Recently, two movies came out at the same time. These movies were Barbie and Oppenheimer. On the one hand, the brutal legacy of the greatest destructive power ever devised which was used to exterminate hundreds of thousands of innocent civilians, ending the second world war. On the other hand, one of the most vacuous examples of empty consumerism which spawned a whole cultural discussion of the inherent fascism of products intended to popularize unattainable beauty standards.
Naturally the culture factory got to work churning out countless examples of derivative works which synthesize these two works into a single aesthetic concept, generally called Barbenheimer.
Essentially, Barbenheimer mashes together the contradictory meanings from Barbie and Oppenheimer. A work of art classifying as Barbenheimer typically features images and symbols that connote Oceanhiemer’s capacity for destruction, repression, and annihilation, while tying it together to Barbie to conjure imagery of unattainable beauty standards, adversity, escalation against female pleasure, and representations of an impossible environmental second world order. In a sense, Barbenheimer can be thought of as a twisted mashup of the wider and more complex microcosms of barbarism and handsomeness combined against a society that seeks to justify, normalize, and propagate the beauty-violence nexus. Barbenheimer is a way to bring awareness to how these two extremes manifest in our culture, while also encouraging the viewer to rethink their understanding of beauty, consumption, and destruction.

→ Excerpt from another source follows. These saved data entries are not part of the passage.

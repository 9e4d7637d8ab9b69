//! Application error types for signon-gate
//!
//! This module defines common error types used throughout the application.
//! All error types use `thiserror` for ergonomic error handling.
//!
//! Policy rejections (bad token, disallowed origin, exhausted rate limit)
//! are expected outcomes of normal operation and are represented as plain
//! boolean results or dedicated response types, not as these errors.

use thiserror::Error;

/// API key related errors
#[derive(Debug, Error)]
pub enum AuthError {
    /// Token or bootstrap input is not in the `id.secret` format
    #[error("Invalid API key format")]
    InvalidKeyFormat,

    /// Key id not found in the store
    #[error("API key not found")]
    KeyNotFound,

    /// Underlying persistence failure
    #[error("Key storage failure: {0}")]
    Storage(#[from] DbError),
}

/// CORS whitelist errors
#[derive(Debug, Error)]
pub enum CorsError {
    /// Origin was empty after trimming
    #[error("Origin cannot be empty")]
    EmptyOrigin,

    /// Origin not present in the whitelist
    #[error("CORS origin not found")]
    OriginNotFound,

    /// Underlying persistence failure
    #[error("Origin storage failure: {0}")]
    Storage(#[from] DbError),
}

/// Database-related errors
#[derive(Debug, Error)]
pub enum DbError {
    /// SQLite error
    #[error("Database error: {0}")]
    Sqlite(#[from] rusqlite::Error),

    /// Async connection error
    #[error("Database connection error: {0}")]
    Connection(String),

    /// Record not found
    #[error("Record not found")]
    NotFound,
}

impl From<tokio_rusqlite::Error> for DbError {
    fn from(err: tokio_rusqlite::Error) -> Self {
        match err {
            tokio_rusqlite::Error::Rusqlite(e) => DbError::Sqlite(e),
            other => DbError::Connection(other.to_string()),
        }
    }
}

/// Configuration errors
#[derive(Debug, Error)]
pub enum ConfigError {
    /// Failed to read the configuration file
    #[error("Failed to read config file: {0}")]
    FileRead(String),

    /// Failed to parse configuration content
    #[error("Failed to parse config: {0}")]
    Parse(String),
}

/// Application-level error type
///
/// Aggregates the domain-specific error types for callers that need a
/// single error surface (mainly `main` and the server bootstrap path).
#[derive(Debug, Error)]
pub enum AppError {
    /// API key error
    #[error("API key error: {0}")]
    Auth(#[from] AuthError),

    /// CORS error
    #[error("CORS error: {0}")]
    Cors(#[from] CorsError),

    /// Database error
    #[error("Database error: {0}")]
    Database(#[from] DbError),

    /// Configuration error
    #[error("Configuration error: {0}")]
    Config(#[from] ConfigError),
}
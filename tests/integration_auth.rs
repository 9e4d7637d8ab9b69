//! Integration tests for API key issuance, verification, and revocation

mod common;

use common::{create_test_state, issue_test_key, run_test_server};
use reqwest::StatusCode;

// Test 1: health endpoint requires no credentials
#[tokio::test]
async fn test_health_endpoint_is_open() {
    let state = create_test_state().await;
    let (addr, _shutdown) = run_test_server(state).await;

    let response = reqwest::get(format!("http://{}/health", addr))
        .await
        .unwrap();

    assert_eq!(response.status(), StatusCode::OK);
    let body: serde_json::Value = response.json().await.unwrap();
    assert_eq!(body["status"], "ok");
}

// Test 2: admin routes reject a missing Authorization header
#[tokio::test]
async fn test_admin_requires_token() {
    let state = create_test_state().await;
    let (addr, _shutdown) = run_test_server(state).await;

    let client = reqwest::Client::new();
    let response = client
        .get(format!("http://{}/admin/keys", addr))
        .send()
        .await
        .unwrap();

    assert_eq!(response.status(), StatusCode::UNAUTHORIZED);
    let body: serde_json::Value = response.json().await.unwrap();
    assert_eq!(body["error"], "Missing authorization token");
}

// Test 3: non-Bearer schemes are treated as missing credentials
#[tokio::test]
async fn test_admin_rejects_other_schemes() {
    let state = create_test_state().await;
    let (addr, _shutdown) = run_test_server(state).await;

    let client = reqwest::Client::new();
    let response = client
        .get(format!("http://{}/admin/keys", addr))
        .header("Authorization", "Basic dXNlcjpwYXNz")
        .send()
        .await
        .unwrap();

    assert_eq!(response.status(), StatusCode::UNAUTHORIZED);
}

// Test 4: malformed and unknown tokens both come back 401
#[tokio::test]
async fn test_admin_rejects_invalid_tokens() {
    let state = create_test_state().await;
    let (addr, _shutdown) = run_test_server(state).await;

    let client = reqwest::Client::new();
    for token in ["no-dot-here", "unknown.deadbeef", ".secret", "id."] {
        let response = client
            .get(format!("http://{}/admin/keys", addr))
            .bearer_auth(token)
            .send()
            .await
            .unwrap();
        assert_eq!(
            response.status(),
            StatusCode::UNAUTHORIZED,
            "token {:?} should be rejected",
            token
        );
    }
}

// Test 5: a valid key authorizes admin calls
#[tokio::test]
async fn test_valid_key_authorizes() {
    let state = create_test_state().await;
    let token = issue_test_key(&state).await;
    let (addr, _shutdown) = run_test_server(state).await;

    let client = reqwest::Client::new();
    let response = client
        .get(format!("http://{}/admin/keys", addr))
        .bearer_auth(&token)
        .send()
        .await
        .unwrap();

    assert_eq!(response.status(), StatusCode::OK);
    let keys: serde_json::Value = response.json().await.unwrap();
    assert_eq!(keys.as_array().unwrap().len(), 1);
}

// Test 6: issuing a key over HTTP returns the plaintext token once,
// and the listing only exposes metadata
#[tokio::test]
async fn test_issue_key_over_http() {
    let state = create_test_state().await;
    let admin_token = issue_test_key(&state).await;
    let (addr, _shutdown) = run_test_server(state).await;

    let client = reqwest::Client::new();
    let response = client
        .post(format!("http://{}/admin/keys", addr))
        .bearer_auth(&admin_token)
        .send()
        .await
        .unwrap();

    assert_eq!(response.status(), StatusCode::CREATED);
    let issued: serde_json::Value = response.json().await.unwrap();
    let token = issued["token"].as_str().unwrap();
    let (id, secret) = token.split_once('.').unwrap();
    assert_eq!(issued["id"], id);
    assert_eq!(id.len(), 16);
    assert_eq!(secret.len(), 64);

    // The new key works immediately
    let response = client
        .get(format!("http://{}/admin/keys", addr))
        .bearer_auth(token)
        .send()
        .await
        .unwrap();
    assert_eq!(response.status(), StatusCode::OK);

    // Listing never includes token or secret material
    let keys: serde_json::Value = response.json().await.unwrap();
    for key in keys.as_array().unwrap() {
        assert!(key.get("token").is_none());
        assert!(key.get("secret").is_none());
        assert!(key.get("hash").is_none());
    }
}

// Test 7: a revoked key stops authorizing
#[tokio::test]
async fn test_revoked_key_is_rejected() {
    let state = create_test_state().await;
    let admin_token = issue_test_key(&state).await;
    let victim = state.keys.issue().await.unwrap();
    let (addr, _shutdown) = run_test_server(state).await;

    let client = reqwest::Client::new();

    // The victim key works before revocation
    let response = client
        .get(format!("http://{}/admin/keys", addr))
        .bearer_auth(&victim.token)
        .send()
        .await
        .unwrap();
    assert_eq!(response.status(), StatusCode::OK);

    let response = client
        .delete(format!("http://{}/admin/keys/{}", addr, victim.id))
        .bearer_auth(&admin_token)
        .send()
        .await
        .unwrap();
    assert_eq!(response.status(), StatusCode::NO_CONTENT);

    let response = client
        .get(format!("http://{}/admin/keys", addr))
        .bearer_auth(&victim.token)
        .send()
        .await
        .unwrap();
    assert_eq!(response.status(), StatusCode::UNAUTHORIZED);
}

// Test 8: deleting an unknown key id is a 404
#[tokio::test]
async fn test_delete_unknown_key() {
    let state = create_test_state().await;
    let admin_token = issue_test_key(&state).await;
    let (addr, _shutdown) = run_test_server(state).await;

    let client = reqwest::Client::new();
    let response = client
        .delete(format!("http://{}/admin/keys/{}", addr, "ffffffffffffffff"))
        .bearer_auth(&admin_token)
        .send()
        .await
        .unwrap();

    assert_eq!(response.status(), StatusCode::NOT_FOUND);
}

// Test 9: a bootstrap-seeded key authorizes like any issued key
#[tokio::test]
async fn test_bootstrap_key_authorizes() {
    let state = create_test_state().await;
    let token = format!("default.{}", "a".repeat(64));
    state.keys.bootstrap(&token).await.unwrap();

    // A second bootstrap against a non-empty store is a no-op
    state
        .keys
        .bootstrap(&format!("other.{}", "b".repeat(64)))
        .await
        .unwrap();

    let (addr, _shutdown) = run_test_server(state).await;

    let client = reqwest::Client::new();
    let response = client
        .get(format!("http://{}/admin/keys", addr))
        .bearer_auth(&token)
        .send()
        .await
        .unwrap();
    assert_eq!(response.status(), StatusCode::OK);

    let keys: serde_json::Value = response.json().await.unwrap();
    let keys = keys.as_array().unwrap();
    assert_eq!(keys.len(), 1);
    assert_eq!(keys[0]["id"], "default");
}
//! CORS origin whitelist service
//!
//! Validates the `Origin` request header against a persisted whitelist.
//! CORS is a browser-enforced concept: requests without an Origin header
//! (the CLI, server-to-server calls) are always allowed, and a non-empty
//! origin is allowed only on an exact, case-sensitive string match.

use std::sync::Arc;

use chrono::Utc;
use tracing::{debug, info};

use crate::database::OriginStore;
use crate::error::CorsError;

/// CORS response header values emitted by the middleware
pub const ALLOW_METHODS: &str = "GET, POST, PUT, DELETE, OPTIONS";
pub const ALLOW_HEADERS: &str = "Content-Type, Authorization";
pub const MAX_AGE_SECS: &str = "86400";

/// CORS whitelist service
pub struct CorsService<S: OriginStore> {
    store: Arc<S>,
}

impl<S: OriginStore> CorsService<S> {
    /// Create a new CORS service over the given store
    pub fn new(store: Arc<S>) -> Self {
        Self { store }
    }

    /// Check whether an origin may make cross-origin requests
    ///
    /// An empty origin is always allowed; there is no Origin header to
    /// enforce against. No wildcard or scheme-relative matching.
    pub async fn is_allowed(&self, origin: &str) -> Result<bool, CorsError> {
        if origin.is_empty() {
            return Ok(true);
        }

        Ok(self.store.contains(origin).await?)
    }

    /// Seed the whitelist from configuration, exactly once
    ///
    /// No-op when the store already holds any origin, so operator edits
    /// made through the admin API survive restarts.
    pub async fn seed(&self, initial: &[String]) -> Result<(), CorsError> {
        if self.store.count().await? > 0 {
            debug!("Origin whitelist already seeded, skipping");
            return Ok(());
        }

        if initial.is_empty() {
            return Ok(());
        }

        self.store.replace_all(initial).await?;
        info!(count = initial.len(), "Seeded CORS origin whitelist");
        Ok(())
    }

    /// List all whitelisted origins
    pub async fn origins(&self) -> Result<Vec<String>, CorsError> {
        Ok(self.store.list().await?)
    }

    /// Add an origin to the whitelist
    pub async fn add(&self, origin: &str) -> Result<(), CorsError> {
        let origin = origin.trim();
        if origin.is_empty() {
            return Err(CorsError::EmptyOrigin);
        }

        self.store.add(origin, Utc::now()).await?;
        info!(origin = %origin, "CORS origin added");
        Ok(())
    }

    /// Remove an origin from the whitelist
    pub async fn remove(&self, origin: &str) -> Result<(), CorsError> {
        if !self.store.remove(origin).await? {
            return Err(CorsError::OriginNotFound);
        }

        info!(origin = %origin, "CORS origin removed");
        Ok(())
    }
}
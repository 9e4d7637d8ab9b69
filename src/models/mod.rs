//! Domain models for signon-gate
//!
//! This module contains the core domain models used throughout the
//! trust-and-access layer.

pub mod key;
pub mod origin;

pub use key::{ApiKeyRecord, IssuedKey, KeyMetadata};
pub use origin::AllowedOrigins;
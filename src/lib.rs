//! signon-gate - The trust-and-access layer for a sign-on campaign service
//!
//! This crate provides API key issuance and verification, a persisted CORS
//! origin whitelist, and per-client-IP rate limiting, composed as HTTP
//! middleware over a SQLite store.

pub mod auth;
pub mod config;
pub mod cors;
pub mod database;
pub mod error;
pub mod models;
pub mod ratelimit;
pub mod server;
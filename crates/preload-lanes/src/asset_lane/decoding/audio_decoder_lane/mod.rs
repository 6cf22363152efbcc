// Copyright 2025 eraflo
//
// Licensed under the Apache License, Version 2.0 (the "License");
// you may not use this file except in compliance with the License.
// You may obtain a copy of the License at
//
//     http://www.apache.org/licenses/LICENSE-2.0
//
// Unless required by applicable law or agreed to in writing, software
// distributed under the License is distributed on an "AS IS" BASIS,
// WITHOUT WARRANTIES OR CONDITIONS OF ANY KIND, either express or implied.
// See the License for the specific language governing permissions and
// limitations under the License.

//! Audio decoding lanes.
//!
//! Plain PCM `.wav` files go through `hound`, which is small and strict.
//! Everything else (mp3, ogg/vorbis, flac, aac, ...) goes through `symphonia`.

mod symphonia_decoder_lane;
mod wav_decoder_lane;

pub use symphonia_decoder_lane::*;
pub use wav_decoder_lane::*;

use crate::asset_lane::AssetDecoderLane;
use preload_core::SoundData;
use std::error::Error;

/// Picks the WAV or Symphonia lane by sniffing the container header.
#[derive(Debug, Default)]
pub struct AudioDecoderLane {
    wav: WavDecoderLane,
    symphonia: SymphoniaDecoderLane,
}

impl AudioDecoderLane {
    /// Creates a new instance of `AudioDecoderLane`.
    pub fn new() -> Self {
        Self::default()
    }
}

fn is_riff_wave(bytes: &[u8]) -> bool {
    bytes.len() >= 12 && &bytes[0..4] == b"RIFF" && &bytes[8..12] == b"WAVE"
}

impl AssetDecoderLane<SoundData> for AudioDecoderLane {
    fn decode(&self, bytes: &[u8]) -> Result<SoundData, Box<dyn Error + Send + Sync>> {
        if is_riff_wave(bytes) {
            match self.wav.decode(bytes) {
                Ok(sound) => return Ok(sound),
                // hound only handles PCM/float WAV; ADPCM and friends fall through.
                Err(e) => log::debug!("WAV lane rejected input ({e}), retrying with Symphonia"),
            }
        }
        self.symphonia.decode(bytes)
    }

    fn strategy_name(&self) -> &'static str {
        "AudioDecoder"
    }
}
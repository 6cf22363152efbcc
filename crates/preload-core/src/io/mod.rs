// Copyright 2025 eraflo
//
// Licensed under the Apache License, Version 2.0 (the "License");
// you may not use this file except in compliance with the License.
// You may obtain a copy of the License at
//
//     http://www.apache.org/licenses/LICENSE-2.0
//
// Unless required by applicable law or agreed to in writing, software
// distributed under the License is distributed on an "AS IS" BASIS,
// WITHOUT WARRANTIES OR CONDITIONS OF ANY KIND, either express or implied.
// See the License for the specific language governing permissions and
// limitations under the License.

//! Collaborator contracts for getting raw asset bytes.

use crate::asset::LoadError;
use async_trait::async_trait;

/// The fetch primitive the loader composes with.
///
/// Implementors turn a source location into raw bytes. Any failure to do so
/// (missing file, transport error, non-success response) must be reported as
/// [`LoadError::Network`]; decoding is not the fetcher's concern.
///
/// A fetch may take arbitrarily long. The loader starts many fetches at once
/// and never cancels one, so implementors must be safe to call concurrently.
#[async_trait]
pub trait AssetFetcher: Send + Sync {
    /// Fetches the bytes stored at `location`.
    async fn fetch(&self, location: &str) -> Result<Vec<u8>, LoadError>;

    /// A short name for log lines.
    fn name(&self) -> &'static str {
        "AssetFetcher"
    }
}
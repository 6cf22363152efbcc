// Copyright 2025 eraflo
//
// Licensed under the Apache License, Version 2.0 (the "License");
// you may not use this file except in compliance with the License.
// You may obtain a copy of the License at
//
//     http://www.apache.org/licenses/LICENSE-2.0
//
// Unless required by applicable law or agreed to in writing, software
// distributed under the License is distributed on an "AS IS" BASIS,
// WITHOUT WARRANTIES OR CONDITIONS OF ANY KIND, either express or implied.
// See the License for the specific language governing permissions and
// limitations under the License.

use async_trait::async_trait;
use preload_core::{AssetFetcher, LoadError};
use std::path::{Component, Path, PathBuf};

/// Reads assets from a directory on disk.
///
/// Source locations are relative paths under the root (`assets/data/facts.json`).
/// Locations that would leave the root are refused.
#[derive(Debug, Clone)]
pub struct FileSystemFetcher {
    root: PathBuf,
}

impl FileSystemFetcher {
    /// Creates a fetcher serving files under `root`.
    pub fn new(root: impl Into<PathBuf>) -> Self {
        Self { root: root.into() }
    }

    /// The directory locations are resolved against.
    pub fn root(&self) -> &Path {
        &self.root
    }

    /// Maps a source location to a path under the root.
    pub fn resolve(&self, location: &str) -> Result<PathBuf, LoadError> {
        let mut path = self.root.clone();
        for component in Path::new(location).components() {
            match component {
                Component::Normal(part) => path.push(part),
                Component::CurDir => {}
                Component::ParentDir | Component::RootDir | Component::Prefix(_) => {
                    return Err(LoadError::network(
                        location,
                        "location escapes the asset root",
                    ));
                }
            }
        }
        if path == self.root {
            return Err(LoadError::network(location, "empty location"));
        }
        Ok(path)
    }
}

#[async_trait]
impl AssetFetcher for FileSystemFetcher {
    async fn fetch(&self, location: &str) -> Result<Vec<u8>, LoadError> {
        let path = self.resolve(location)?;
        log::trace!("Reading '{}'", path.display());
        tokio::fs::read(&path)
            .await
            .map_err(|e| LoadError::network(location, format!("{}: {e}", path.display())))
    }

    fn name(&self) -> &'static str {
        "FileSystemFetcher"
    }
}

#[cfg(test)]
mod tests {
    use super::*;
    use tempfile::tempdir;

    #[test]
    fn test_resolve_rejects_escapes() {
        let fetcher = FileSystemFetcher::new("/srv/assets");

        assert_eq!(
            fetcher.resolve("./data/facts.json").unwrap(),
            PathBuf::from("/srv/assets/data/facts.json")
        );
        assert!(fetcher.resolve("../secrets.txt").is_err());
        assert!(fetcher.resolve("data/../../secrets.txt").is_err());
        assert!(fetcher.resolve("/etc/passwd").is_err());
        assert!(fetcher.resolve("").is_err());
    }

    #[tokio::test]
    async fn test_fetch_reads_file_bytes() {
        let dir = tempdir().unwrap();
        std::fs::create_dir(dir.path().join("data")).unwrap();
        std::fs::write(dir.path().join("data/facts.json"), b"{}").unwrap();

        let fetcher = FileSystemFetcher::new(dir.path());
        assert_eq!(fetcher.fetch("data/facts.json").await.unwrap(), b"{}");
    }

    #[tokio::test]
    async fn test_missing_file_is_a_network_failure() {
        let dir = tempdir().unwrap();
        let fetcher = FileSystemFetcher::new(dir.path());

        let err = fetcher.fetch("missing.png").await.unwrap_err();
        assert!(matches!(err, LoadError::Network { ref location, .. } if location == "missing.png"));
    }
}
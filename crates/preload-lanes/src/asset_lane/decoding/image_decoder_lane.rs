// Copyright 2025 eraflo
//
// Licensed under the Apache License, Version 2.0 (the "License");
// you may not use this file except in compliance with the License.
// You may obtain a copy of the License at
//
//     http://www.apache.org/licenses/LICENSE-2.0
//
// Unless required by applicable law or agreed to in writing, software
// distributed under the License is distributed on an "AS IS" BASIS,
// WITHOUT WARRANTIES OR CONDITIONS OF ANY KIND, either express or implied.
// See the License for the specific language governing permissions and
// limitations under the License.

use crate::asset_lane::AssetDecoderLane;
use anyhow::Context;
use preload_core::ImageData;
use std::error::Error;

/// Decodes any format the `image` crate recognizes (PNG, JPEG, GIF, WebP, ...)
/// into RGBA8 pixels.
#[derive(Debug, Clone, Copy, Default)]
pub struct ImageDecoderLane;

impl AssetDecoderLane<ImageData> for ImageDecoderLane {
    fn decode(&self, bytes: &[u8]) -> Result<ImageData, Box<dyn Error + Send + Sync>> {
        let img = image::load_from_memory(bytes).context("Failed to decode image from memory")?;

        // Keep the sRGB values as-is.
        let rgba_img = img.to_rgba8();
        let (width, height) = rgba_img.dimensions();

        Ok(ImageData {
            pixels: rgba_img.into_raw(),
            width,
            height,
        })
    }

    fn strategy_name(&self) -> &'static str {
        "ImageDecoder"
    }
}

#[cfg(test)]
mod tests {
    use super::*;
    use image::{ImageFormat, Rgba, RgbaImage};
    use std::io::Cursor;

    fn encode_png(image: &RgbaImage) -> Vec<u8> {
        let mut bytes = Cursor::new(Vec::new());
        image.write_to(&mut bytes, ImageFormat::Png).unwrap();
        bytes.into_inner()
    }

    #[test]
    fn test_png_decodes_to_rgba() {
        let mut source = RgbaImage::new(3, 2);
        source.put_pixel(2, 1, Rgba([10, 20, 30, 255]));

        let image = ImageDecoderLane.decode(&encode_png(&source)).unwrap();

        assert_eq!((image.width, image.height), (3, 2));
        assert_eq!(image.pixels.len(), 3 * 2 * 4);
        assert_eq!(image.pixel(2, 1), Some([10, 20, 30, 255]));
    }

    #[test]
    fn test_garbage_bytes_fail() {
        assert!(ImageDecoderLane.decode(b"<html>404</html>").is_err());
        assert!(ImageDecoderLane.decode(&[]).is_err());
    }
}
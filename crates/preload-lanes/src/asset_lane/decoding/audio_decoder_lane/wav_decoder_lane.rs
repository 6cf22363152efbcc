// Copyright 2025 eraflo
//
// Licensed under the Apache License, Version 2.0 (the "License");
// you may not use this file except in compliance with the License.
// You may obtain a copy of the License at
//
//     http://www.apache.org/licenses/LICENSE-2.0
//
// Unless required by applicable law or agreed to in writing, software
// distributed under the License is distributed on an "AS IS" BASIS,
// WITHOUT WARRANTIES OR CONDITIONS OF ANY KIND, either express or implied.
// See the License for the specific language governing permissions and
// limitations under the License.

use crate::asset_lane::AssetDecoderLane;
use anyhow::anyhow;
use preload_core::SoundData;
use std::{error::Error, io::Cursor};

/// A 16-bit mono 44.1kHz WAV holding four samples, shared with the sibling tests.
#[cfg(test)]
pub(crate) const TEST_WAV_BYTES: &[u8] = &[
    82, 73, 70, 70, 52, 0, 0, 0, 87, 65, 86, 69, 102, 109, 116, 32, 16, 0, 0, 0, 1, 0, 1, 0, 68,
    172, 0, 0, 136, 88, 1, 0, 2, 0, 16, 0, 100, 97, 116, 97, 8, 0, 0, 0, 0, 12, 204, 251, 51, 13,
    205, 243,
];

/// Decodes PCM and IEEE-float `.wav` files with `hound`.
#[derive(Debug, Default)]
pub struct WavDecoderLane;

impl WavDecoderLane {
    /// Creates a new instance of `WavDecoderLane`.
    pub fn new() -> Self {
        Self
    }
}

impl AssetDecoderLane<SoundData> for WavDecoderLane {
    /// Parses a byte slice representing a `.wav` file into normalized samples.
    fn decode(&self, bytes: &[u8]) -> Result<SoundData, Box<dyn Error + Send + Sync>> {
        let mut reader = hound::WavReader::new(Cursor::new(bytes))?;
        let spec = reader.spec();

        let samples: Result<Vec<f32>, _> = match spec.sample_format {
            hound::SampleFormat::Float => reader.samples::<f32>().collect(),
            hound::SampleFormat::Int => {
                let max_value = (1i64 << (spec.bits_per_sample - 1)) as f32;
                reader
                    .samples::<i32>()
                    .map(|sample| sample.map(|s| s as f32 / max_value))
                    .collect()
            }
        };

        let samples = samples.map_err(|e| anyhow!("Failed to parse WAV samples: {}", e))?;

        Ok(SoundData {
            samples,
            channels: spec.channels,
            sample_rate: spec.sample_rate,
        })
    }

    fn strategy_name(&self) -> &'static str {
        "WavDecoder"
    }
}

The beauty-violence nexus is a valuable lens for examining the emergence of Barbenheimer. The basic concept of this lens in the general third-wave feminist view is that the beauty ideals and standards of society are rooted in violent, oppressive, and hegemonic structures. In more extreme applications, this lens takes it further to suggest that the beauty industry and its capitalistic implications are contributing to the further entrenchment of these hegemonic power structures, while simultaneously creating a culture which normalizes beauty and violence as two sides of the same coin. Barbenheimer, therefore, serves as a critique of the beauty industry and its relationship to violence, while simultaneously demonstrating how the beauty-violence nexus can be used to create works of art that are both aesthetically pleasing and thought provoking.